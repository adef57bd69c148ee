//! Owned native values produced by loading/lifting and consumed by
//! storing/lowering.
//!
//! [`Value`] spans every decodable shape: scalar numerics, strings,
//! lists and typed buffers, records and tuples, positional variants,
//! enums, flags, options, results and resource handles. Values created
//! by `load`/`lift` are freshly owned by the caller.

use std::sync::Arc;

use crate::abi::error::{CanonicalAbiError, Result};
use crate::types::{FlagsType, NumericKind};

/// An owned component-level value.
#[derive(Debug, Clone, PartialEq)]
pub enum Value {
    Bool(bool),
    U8(u8),
    U16(u16),
    U32(u32),
    U64(u64),
    S8(i8),
    S16(i16),
    S32(i32),
    S64(i64),
    F32(f32),
    F64(f64),
    Char(char),
    String(String),
    List(Vec<Value>),
    Buffer(Buffer),
    /// Named fields in the record's declaration order.
    Record(Vec<(String, Value)>),
    Tuple(Vec<Value>),
    Variant {
        case: u32,
        payload: Option<Box<Value>>,
    },
    /// A case index into the enum's declared cases.
    Enum(u32),
    Flags(FlagsValue),
    /// The tagged option form.
    Option(Option<Box<Value>>),
    Result(std::result::Result<Option<Box<Value>>, Option<Box<Value>>>),
    /// An opaque resource handle (`own` or `borrow`).
    Resource(u32),
    /// The absent case of an option marshaled in the unpacked form.
    Null,
}

impl Value {
    /// `some(value)` in the tagged option form.
    pub fn some(value: Value) -> Value {
        Value::Option(Some(Box::new(value)))
    }

    /// `none` in the tagged option form.
    pub fn none() -> Value {
        Value::Option(None)
    }

    /// `ok(value)` of a result.
    pub fn ok(value: Value) -> Value {
        Value::Result(Ok(Some(Box::new(value))))
    }

    /// `err(value)` of a result.
    pub fn err(value: Value) -> Value {
        Value::Result(Err(Some(Box::new(value))))
    }

    /// A variant case with an optional payload.
    pub fn variant(case: u32, payload: Option<Value>) -> Value {
        Value::Variant {
            case,
            payload: payload.map(Box::new),
        }
    }

    /// A short tag naming the value's shape, for error messages.
    pub fn kind_name(&self) -> &'static str {
        match self {
            Value::Bool(_) => "bool",
            Value::U8(_) => "u8",
            Value::U16(_) => "u16",
            Value::U32(_) => "u32",
            Value::U64(_) => "u64",
            Value::S8(_) => "s8",
            Value::S16(_) => "s16",
            Value::S32(_) => "s32",
            Value::S64(_) => "s64",
            Value::F32(_) => "f32",
            Value::F64(_) => "f64",
            Value::Char(_) => "char",
            Value::String(_) => "string",
            Value::List(_) => "list",
            Value::Buffer(_) => "buffer",
            Value::Record(_) => "record",
            Value::Tuple(_) => "tuple",
            Value::Variant { .. } => "variant",
            Value::Enum(_) => "enum",
            Value::Flags(_) => "flags",
            Value::Option(_) => "option",
            Value::Result(_) => "result",
            Value::Resource(_) => "resource",
            Value::Null => "null",
        }
    }

    fn mismatch(&self, expected: &str) -> CanonicalAbiError {
        CanonicalAbiError::mismatch(expected, self.kind_name())
    }

    pub fn expect_bool(&self) -> Result<bool> {
        match self {
            Value::Bool(v) => Ok(*v),
            other => Err(other.mismatch("bool")),
        }
    }

    pub fn expect_u8(&self) -> Result<u8> {
        match self {
            Value::U8(v) => Ok(*v),
            other => Err(other.mismatch("u8")),
        }
    }

    pub fn expect_u16(&self) -> Result<u16> {
        match self {
            Value::U16(v) => Ok(*v),
            other => Err(other.mismatch("u16")),
        }
    }

    pub fn expect_u32(&self) -> Result<u32> {
        match self {
            Value::U32(v) => Ok(*v),
            other => Err(other.mismatch("u32")),
        }
    }

    pub fn expect_u64(&self) -> Result<u64> {
        match self {
            Value::U64(v) => Ok(*v),
            other => Err(other.mismatch("u64")),
        }
    }

    pub fn expect_s8(&self) -> Result<i8> {
        match self {
            Value::S8(v) => Ok(*v),
            other => Err(other.mismatch("s8")),
        }
    }

    pub fn expect_s16(&self) -> Result<i16> {
        match self {
            Value::S16(v) => Ok(*v),
            other => Err(other.mismatch("s16")),
        }
    }

    pub fn expect_s32(&self) -> Result<i32> {
        match self {
            Value::S32(v) => Ok(*v),
            other => Err(other.mismatch("s32")),
        }
    }

    pub fn expect_s64(&self) -> Result<i64> {
        match self {
            Value::S64(v) => Ok(*v),
            other => Err(other.mismatch("s64")),
        }
    }

    pub fn expect_f32(&self) -> Result<f32> {
        match self {
            Value::F32(v) => Ok(*v),
            other => Err(other.mismatch("f32")),
        }
    }

    pub fn expect_f64(&self) -> Result<f64> {
        match self {
            Value::F64(v) => Ok(*v),
            other => Err(other.mismatch("f64")),
        }
    }

    pub fn expect_char(&self) -> Result<char> {
        match self {
            Value::Char(v) => Ok(*v),
            other => Err(other.mismatch("char")),
        }
    }

    pub fn expect_str(&self) -> Result<&str> {
        match self {
            Value::String(v) => Ok(v),
            other => Err(other.mismatch("string")),
        }
    }

    pub fn expect_list(&self) -> Result<&[Value]> {
        match self {
            Value::List(v) => Ok(v),
            other => Err(other.mismatch("list")),
        }
    }

    pub fn expect_buffer(&self) -> Result<&Buffer> {
        match self {
            Value::Buffer(v) => Ok(v),
            other => Err(other.mismatch("buffer")),
        }
    }

    pub fn expect_record(&self) -> Result<&[(String, Value)]> {
        match self {
            Value::Record(v) => Ok(v),
            other => Err(other.mismatch("record")),
        }
    }

    pub fn expect_tuple(&self) -> Result<&[Value]> {
        match self {
            Value::Tuple(v) => Ok(v),
            other => Err(other.mismatch("tuple")),
        }
    }

    pub fn expect_variant(&self) -> Result<(u32, Option<&Value>)> {
        match self {
            Value::Variant { case, payload } => Ok((*case, payload.as_deref())),
            other => Err(other.mismatch("variant")),
        }
    }

    pub fn expect_enum(&self) -> Result<u32> {
        match self {
            Value::Enum(v) => Ok(*v),
            other => Err(other.mismatch("enum")),
        }
    }

    pub fn expect_flags(&self) -> Result<&FlagsValue> {
        match self {
            Value::Flags(v) => Ok(v),
            other => Err(other.mismatch("flags")),
        }
    }

    pub fn expect_result(
        &self,
    ) -> Result<&std::result::Result<Option<Box<Value>>, Option<Box<Value>>>> {
        match self {
            Value::Result(v) => Ok(v),
            other => Err(other.mismatch("result")),
        }
    }

    pub fn expect_resource(&self) -> Result<u32> {
        match self {
            Value::Resource(v) => Ok(*v),
            other => Err(other.mismatch("resource")),
        }
    }
}

/// A contiguous numeric array, the native form of a typed buffer.
#[derive(Debug, Clone, PartialEq)]
pub enum Buffer {
    U8(Vec<u8>),
    U16(Vec<u16>),
    U32(Vec<u32>),
    U64(Vec<u64>),
    S8(Vec<i8>),
    S16(Vec<i16>),
    S32(Vec<i32>),
    S64(Vec<i64>),
    F32(Vec<f32>),
    F64(Vec<f64>),
}

impl Buffer {
    /// The numeric shape of the elements.
    pub fn kind(&self) -> NumericKind {
        match self {
            Buffer::U8(_) => NumericKind::U8,
            Buffer::U16(_) => NumericKind::U16,
            Buffer::U32(_) => NumericKind::U32,
            Buffer::U64(_) => NumericKind::U64,
            Buffer::S8(_) => NumericKind::S8,
            Buffer::S16(_) => NumericKind::S16,
            Buffer::S32(_) => NumericKind::S32,
            Buffer::S64(_) => NumericKind::S64,
            Buffer::F32(_) => NumericKind::F32,
            Buffer::F64(_) => NumericKind::F64,
        }
    }

    /// Number of elements.
    pub fn len(&self) -> usize {
        match self {
            Buffer::U8(v) => v.len(),
            Buffer::U16(v) => v.len(),
            Buffer::U32(v) => v.len(),
            Buffer::U64(v) => v.len(),
            Buffer::S8(v) => v.len(),
            Buffer::S16(v) => v.len(),
            Buffer::S32(v) => v.len(),
            Buffer::S64(v) => v.len(),
            Buffer::F32(v) => v.len(),
            Buffer::F64(v) => v.len(),
        }
    }

    /// Whether the buffer has no elements.
    pub fn is_empty(&self) -> bool {
        self.len() == 0
    }
}

/// The native form of a flags value: named booleans over packed bit
/// words, mutated in place.
///
/// Equality compares both the declared flag names and the underlying
/// bits, so two values with identical bits under different declarations
/// are unequal. Iteration follows the descriptor's declared order.
#[derive(Debug, Clone, PartialEq)]
pub struct FlagsValue {
    ty: Arc<FlagsType>,
    words: Vec<u32>,
}

impl FlagsValue {
    /// All flags cleared.
    pub fn new(ty: &Arc<FlagsType>) -> Self {
        Self {
            ty: ty.clone(),
            words: vec![0; ty.repr().word_count()],
        }
    }

    /// Build from wire words, clearing any bits past the declared flags.
    pub(crate) fn from_words(ty: &Arc<FlagsType>, mut words: Vec<u32>) -> Self {
        let len = words.len();
        if let Some(last) = words.last_mut() {
            let used = ty.names().len() - (len - 1) * 32;
            if used < 32 {
                *last &= (1u32 << used) - 1;
            }
        }
        Self {
            ty: ty.clone(),
            words,
        }
    }

    /// The flags descriptor this value belongs to.
    pub fn ty(&self) -> &Arc<FlagsType> {
        &self.ty
    }

    /// The packed bit words, least-significant flag first.
    pub fn words(&self) -> &[u32] {
        &self.words
    }

    /// Whether `name` is set; `None` for an undeclared name.
    pub fn get(&self, name: &str) -> Option<bool> {
        let i = self.ty.index_of(name)?;
        Some(self.words[i >> 5] & (1 << (i & 31)) != 0)
    }

    /// Set or clear `name`, mutating the underlying bits.
    pub fn set(&mut self, name: &str, on: bool) -> Result<()> {
        let i = self.ty.index_of(name).ok_or_else(|| {
            CanonicalAbiError::validation("flags", format!("unknown flag `{name}`"))
        })?;
        let mask = 1u32 << (i & 31);
        if on {
            self.words[i >> 5] |= mask;
        } else {
            self.words[i >> 5] &= !mask;
        }
        Ok(())
    }

    /// Iterate `(name, set)` pairs in declared order.
    pub fn entries(&self) -> impl Iterator<Item = (&str, bool)> + '_ {
        self.ty.names().iter().enumerate().map(|(i, name)| {
            let set = self.words[i >> 5] & (1 << (i & 31)) != 0;
            (name.as_str(), set)
        })
    }
}
//! Error types for canonical ABI operations.

use thiserror::Error;

/// Errors raised while loading, storing, lifting or lowering values.
///
/// Every failure is raised eagerly at the operation where it occurs;
/// nothing is retried or masked. Call adapters propagate these verbatim
/// to their callers.
#[derive(Error, Debug)]
pub enum CanonicalAbiError {
    /// A wire value is outside the domain of its type.
    #[error("invalid {ty} value: {reason}")]
    Validation { ty: &'static str, reason: String },

    /// The flat stream or call shape disagrees with the descriptor.
    #[error("ABI violation: {0}")]
    AbiViolation(String),

    /// The requested string encoding is not implemented.
    #[error("unsupported string encoding: {0}")]
    UnsupportedEncoding(&'static str),

    /// The option representation policy and the supplied value disagree.
    #[error("option representation mismatch: expected the {expected} form, got the {got} form")]
    OptionRepresentation {
        expected: &'static str,
        got: &'static str,
    },

    /// A 64-bit-carried value does not fit the narrower slot or index it
    /// must convert to.
    #[error("value {value} does not fit in {target}")]
    BigIntOverflow { value: i64, target: &'static str },

    /// A native value does not match the shape its descriptor expects.
    #[error("type mismatch: expected {expected}, got {got}")]
    TypeMismatch { expected: String, got: String },

    /// A pointer/length pair reaches past the end of linear memory.
    #[error("invalid memory access: pointer {ptr} with length {len} exceeds memory size {size}")]
    MemoryAccess { ptr: u32, len: u32, size: usize },
}

impl CanonicalAbiError {
    /// Build a [`CanonicalAbiError::Validation`] for the given type tag.
    pub fn validation(ty: &'static str, reason: impl Into<String>) -> Self {
        Self::Validation {
            ty,
            reason: reason.into(),
        }
    }

    /// Build a [`CanonicalAbiError::AbiViolation`] from a message.
    pub fn abi(reason: impl Into<String>) -> Self {
        Self::AbiViolation(reason.into())
    }

    /// Build a [`CanonicalAbiError::TypeMismatch`].
    pub fn mismatch(expected: impl Into<String>, got: impl Into<String>) -> Self {
        Self::TypeMismatch {
            expected: expected.into(),
            got: got.into(),
        }
    }
}

/// A `Result` alias using [`CanonicalAbiError`].
pub type Result<T> = std::result::Result<T, CanonicalAbiError>;
//! Driver matching integration tests, driven through the public API: the
//! `nearby_drivers` count on a ride request reflects who is eligible.

mod common;

use common::{ride_request_body, TestApp};
use rust_decimal::Decimal;

async fn nearby_drivers(app: &TestApp, rider: uuid::Uuid) -> u64 {
    let response = app
        .post("/rides", rider, "rider")
        .json(&ride_request_body("cash"))
        .send()
        .await
        .unwrap();
    assert_eq!(response.status(), 201);
    let ride: serde_json::Value = response.json().await.unwrap();
    ride["nearby_drivers"].as_u64().unwrap()
}

#[tokio::test]
async fn only_drivers_inside_the_radius_count() {
    let Some(app) = TestApp::spawn().await else {
        return;
    };
    let rider = app.seed_user("rider").await;
    app.seed_wallet(rider, Decimal::from(5000)).await;

    // Pickup is at [3.3792, 6.5244]. One driver a few hundred meters away,
    // one the next city over.
    let near_user = app.seed_user("driver").await;
    app.seed_driver(near_user, 3.3810, 6.5250).await;
    let far_user = app.seed_user("driver").await;
    app.seed_driver(far_user, 3.9000, 7.4000).await;

    assert_eq!(nearby_drivers(&app, rider).await, 1);
}

#[tokio::test]
async fn unavailable_and_unapproved_drivers_are_skipped() {
    let Some(app) = TestApp::spawn().await else {
        return;
    };
    let rider = app.seed_user("rider").await;
    app.seed_wallet(rider, Decimal::from(5000)).await;

    let busy_user = app.seed_user("driver").await;
    let busy_driver = app.seed_driver(busy_user, 3.3800, 6.5246).await;
    sqlx::query("UPDATE drivers SET is_available = FALSE WHERE driver_id = $1")
        .bind(busy_driver)
        .execute(&app.pool)
        .await
        .unwrap();

    let unapproved_user = app.seed_user("driver").await;
    let unapproved_driver = app.seed_driver(unapproved_user, 3.3801, 6.5247).await;
    sqlx::query("UPDATE drivers SET is_approved = FALSE WHERE driver_id = $1")
        .bind(unapproved_driver)
        .execute(&app.pool)
        .await
        .unwrap();

    assert_eq!(nearby_drivers(&app, rider).await, 0);
}

#[tokio::test]
async fn availability_and_location_updates_feed_matching() {
    let Some(app) = TestApp::spawn().await else {
        return;
    };
    let rider = app.seed_user("rider").await;
    app.seed_wallet(rider, Decimal::from(5000)).await;

    // Driver starts far away, then reports in near the pickup.
    let driver_user = app.seed_user("driver").await;
    app.seed_driver(driver_user, 3.9000, 7.4000).await;
    assert_eq!(nearby_drivers(&app, rider).await, 0);

    let response = app
        .patch("/drivers/location", driver_user, "driver")
        .json(&serde_json::json!({ "coordinates": [3.3793, 6.5245] }))
        .send()
        .await
        .unwrap();
    assert_eq!(response.status(), 200);
    assert_eq!(nearby_drivers(&app, rider).await, 1);

    // Going off shift removes them again.
    let response = app
        .patch("/drivers/availability", driver_user, "driver")
        .json(&serde_json::json!({ "is_available": false }))
        .send()
        .await
        .unwrap();
    assert_eq!(response.status(), 200);
    assert_eq!(nearby_drivers(&app, rider).await, 0);
}

#[tokio::test]
async fn driver_endpoints_reject_non_drivers() {
    let Some(app) = TestApp::spawn().await else {
        return;
    };
    let rider = app.seed_user("rider").await;

    let response = app
        .patch("/drivers/availability", rider, "rider")
        .json(&serde_json::json!({ "is_available": true }))
        .send()
        .await
        .unwrap();
    assert_eq!(response.status(), 403);
}
//! Driver profile endpoints: availability toggle and location updates.

use axum::{extract::State, Json};
use serde::Deserialize;
use service_core::error::AppError;

use crate::middleware::ActorContext;
use crate::models::{Driver, Role};
use crate::AppState;

#[derive(Debug, Deserialize)]
pub struct AvailabilityRequest {
    pub is_available: bool,
}

#[derive(Debug, Deserialize)]
pub struct LocationRequest {
    /// [longitude, latitude], GeoJSON order.
    pub coordinates: [f64; 2],
}

pub async fn set_availability(
    State(state): State<AppState>,
    actor: ActorContext,
    Json(payload): Json<AvailabilityRequest>,
) -> Result<Json<Driver>, AppError> {
    let actor = actor.require(Role::Driver)?;

    let driver = state
        .db
        .set_driver_availability(actor.user_id, payload.is_available)
        .await?
        .ok_or_else(|| AppError::NotFound(anyhow::anyhow!("Driver details not found")))?;

    Ok(Json(driver))
}

pub async fn set_location(
    State(state): State<AppState>,
    actor: ActorContext,
    Json(payload): Json<LocationRequest>,
) -> Result<Json<Driver>, AppError> {
    let actor = actor.require(Role::Driver)?;

    let [lng, lat] = payload.coordinates;
    if lng.abs() > 180.0 || lat.abs() > 90.0 {
        return Err(AppError::Validation(anyhow::anyhow!(
            "Coordinates out of range"
        )));
    }

    let driver = state
        .db
        .set_driver_location(actor.user_id, lng, lat)
        .await?
        .ok_or_else(|| AppError::NotFound(anyhow::anyhow!("Driver details not found")))?;

    Ok(Json(driver))
}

———

PROBLEM STATEMENT: Across all the records above, find each line with "patch" in it and copy it.

FINAL ANSWER:
        .patch("/drivers/location", driver_user, "driver")
        .patch("/drivers/availability", driver_user, "driver")
        .patch("/drivers/availability", rider, "rider")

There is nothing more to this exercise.